- WORK TASK -
For the data below, work out how many lines contain the word "DebugExchange" and supply only that number.
◆ ◆ ◆ ◆ ◆
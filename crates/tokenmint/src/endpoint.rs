//! The HTTP client for token-endpoint exchanges.
//!
//! Every exchange goes out as `application/x-www-form-urlencoded` and is
//! recorded, including transport failures that never produced a response.

use std::time::Instant;

use base64::engine::general_purpose::STANDARD as BASE64;
use base64::Engine as _;
use http::header::{ACCEPT, AUTHORIZATION, CONTENT_TYPE};
use reqwest::StatusCode;
use serde_json::Value;
use url::form_urlencoded;
use url::Url;

use crate::config::{CredentialsPlacement, OAuthRequestConfig};
use crate::debug::{DebugExchange, DebugInfo, ExchangeRequest, ExchangeResponse};
use crate::error::{Error, Result};
use crate::token::{now_ms, TokenBundle};

const FORM_CONTENT_TYPE: &str = "application/x-www-form-urlencoded";
const JSON_ACCEPT: &str = "application/json";

/// One grant exchange, borrowed from the request configuration.
pub(crate) enum GrantRequest<'a> {
    AuthorizationCode {
        config: &'a OAuthRequestConfig,
        code: &'a str,
        code_verifier: Option<&'a str>,
    },
    ClientCredentials {
        config: &'a OAuthRequestConfig,
    },
    Password {
        config: &'a OAuthRequestConfig,
    },
    RefreshToken {
        config: &'a OAuthRequestConfig,
        refresh_token: &'a str,
    },
}

impl GrantRequest<'_> {
    pub(crate) fn grant_type(&self) -> &'static str {
        match self {
            GrantRequest::AuthorizationCode { .. } => "authorization_code",
            GrantRequest::ClientCredentials { .. } => "client_credentials",
            GrantRequest::Password { .. } => "password",
            GrantRequest::RefreshToken { .. } => "refresh_token",
        }
    }

    pub(crate) fn config(&self) -> &OAuthRequestConfig {
        match self {
            GrantRequest::AuthorizationCode { config, .. }
            | GrantRequest::ClientCredentials { config }
            | GrantRequest::Password { config }
            | GrantRequest::RefreshToken { config, .. } => config,
        }
    }

    /// The form pairs for this grant, in RFC 6749 §4 order. The client
    /// secret only travels in the body when placement is `Body`.
    fn form_pairs(&self) -> Vec<(&'static str, String)> {
        let config = self.config();
        let mut pairs = vec![("grant_type", self.grant_type().to_string())];
        match self {
            GrantRequest::AuthorizationCode {
                code,
                code_verifier,
                ..
            } => {
                pairs.push(("code", (*code).to_string()));
                if let Some(callback) = &config.callback_url {
                    pairs.push(("redirect_uri", callback.to_string()));
                }
                pairs.push(("client_id", config.client_id.clone()));
                push_body_secret(config, &mut pairs);
                if let Some(verifier) = code_verifier {
                    pairs.push(("code_verifier", (*verifier).to_string()));
                }
                push_scope(config, &mut pairs);
            }
            GrantRequest::ClientCredentials { .. } => {
                pairs.push(("client_id", config.client_id.clone()));
                push_body_secret(config, &mut pairs);
                push_scope(config, &mut pairs);
            }
            GrantRequest::Password { .. } => {
                pairs.push(("username", config.username.clone().unwrap_or_default()));
                pairs.push(("password", config.password.clone().unwrap_or_default()));
                pairs.push(("client_id", config.client_id.clone()));
                push_body_secret(config, &mut pairs);
                push_scope(config, &mut pairs);
            }
            GrantRequest::RefreshToken { refresh_token, .. } => {
                pairs.push(("client_id", config.client_id.clone()));
                pairs.push(("refresh_token", (*refresh_token).to_string()));
                push_body_secret(config, &mut pairs);
            }
        }
        pairs
    }
}

fn push_body_secret(config: &OAuthRequestConfig, pairs: &mut Vec<(&'static str, String)>) {
    if config.credentials_placement == CredentialsPlacement::Body {
        if let Some(secret) = &config.client_secret {
            pairs.push(("client_secret", secret.clone()));
        }
    }
}

fn push_scope(config: &OAuthRequestConfig, pairs: &mut Vec<(&'static str, String)>) {
    if let Some(scope) = &config.scope {
        pairs.push(("scope", scope.clone()));
    }
}

/// Result of a transport-successful exchange, whatever the HTTP status.
pub(crate) struct TokenOutcome {
    pub(crate) status: StatusCode,
    /// The response parsed as a token bundle, when the body was a JSON
    /// object.
    pub(crate) bundle: Option<TokenBundle>,
    /// The response body decoded as text, verbatim.
    pub(crate) raw_body: String,
}

/// POSTs grant requests and parses responses leniently: a body that is not
/// valid JSON is carried through as its raw string for debug visibility.
#[derive(Debug, Clone)]
pub(crate) struct TokenEndpointClient {
    http: reqwest::Client,
}

impl TokenEndpointClient {
    pub(crate) fn new(http: reqwest::Client) -> Self {
        Self { http }
    }

    /// Send one grant exchange to `url`, recording it into `debug`.
    ///
    /// # Errors
    /// Fails with [`Error::TokenEndpoint`] only on transport failure; HTTP
    /// error statuses are returned as a [`TokenOutcome`] for the caller to
    /// judge.
    #[tracing::instrument(skip_all, fields(url = %url, grant = grant.grant_type()))]
    pub(crate) async fn request_token(
        &self,
        url: &Url,
        grant: &GrantRequest<'_>,
        debug: &mut DebugInfo,
    ) -> Result<TokenOutcome> {
        let config = grant.config();
        let body = form_urlencoded::Serializer::new(String::new())
            .extend_pairs(grant.form_pairs())
            .finish();

        let mut captured_headers = vec![
            (CONTENT_TYPE.to_string(), FORM_CONTENT_TYPE.to_string()),
            (ACCEPT.to_string(), JSON_ACCEPT.to_string()),
        ];
        let mut request = self
            .http
            .post(url.clone())
            .header(CONTENT_TYPE, FORM_CONTENT_TYPE)
            .header(ACCEPT, JSON_ACCEPT)
            .body(body.clone());
        if config.credentials_placement == CredentialsPlacement::BasicAuthHeader {
            let value = basic_auth_value(
                &config.client_id,
                config.client_secret.as_deref().unwrap_or(""),
            );
            captured_headers.push((AUTHORIZATION.to_string(), value.clone()));
            request = request.header(AUTHORIZATION, value);
        }

        let exchange = DebugExchange::started(ExchangeRequest::new(
            url.to_string(),
            "POST".to_string(),
            captured_headers,
            body,
        ));
        let started = Instant::now();

        let response = match request.send().await {
            Ok(response) => response,
            Err(e) => {
                let elapsed = elapsed_ms(started);
                debug.record(exchange.fail(&e, elapsed));
                tracing::debug!("Token request failed in transport: {e}");
                return Err(Error::TokenEndpoint {
                    body: e.to_string(),
                    debug: DebugInfo::new(),
                });
            }
        };

        let status = response.status();
        let response_url = response.url().to_string();
        let response_headers: Vec<(String, String)> = response
            .headers()
            .iter()
            .map(|(name, value)| {
                (
                    name.to_string(),
                    String::from_utf8_lossy(value.as_bytes()).into_owned(),
                )
            })
            .collect();
        let bytes = match response.bytes().await {
            Ok(bytes) => bytes,
            Err(e) => {
                let elapsed = elapsed_ms(started);
                debug.record(exchange.fail(&e, elapsed));
                return Err(Error::TokenEndpoint {
                    body: e.to_string(),
                    debug: DebugInfo::new(),
                });
            }
        };

        let raw_body = String::from_utf8_lossy(&bytes).into_owned();
        let parsed: Value = serde_json::from_slice(&bytes)
            .unwrap_or_else(|_| Value::String(raw_body.clone()));
        let bundle = TokenBundle::from_response_value(&parsed);

        debug.record(exchange.complete(ExchangeResponse {
            url: response_url,
            status: status.as_u16().to_string(),
            status_text: status.canonical_reason().unwrap_or_default().to_string(),
            headers: response_headers,
            body: parsed,
            raw: bytes.to_vec(),
            timestamp: now_ms(),
            elapsed_ms: elapsed_ms(started),
            error: None,
        }));
        tracing::debug!(status = status.as_u16(), "Token endpoint answered");

        Ok(TokenOutcome {
            status,
            bundle,
            raw_body,
        })
    }
}

fn basic_auth_value(client_id: &str, client_secret: &str) -> String {
    format!("Basic {}", BASE64.encode(format!("{client_id}:{client_secret}")))
}

fn elapsed_ms(started: Instant) -> u64 {
    u64::try_from(started.elapsed().as_millis()).unwrap_or(u64::MAX)
}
◆ ◆ ◆ ◆ ◆
- YOUR RESPONSE -
2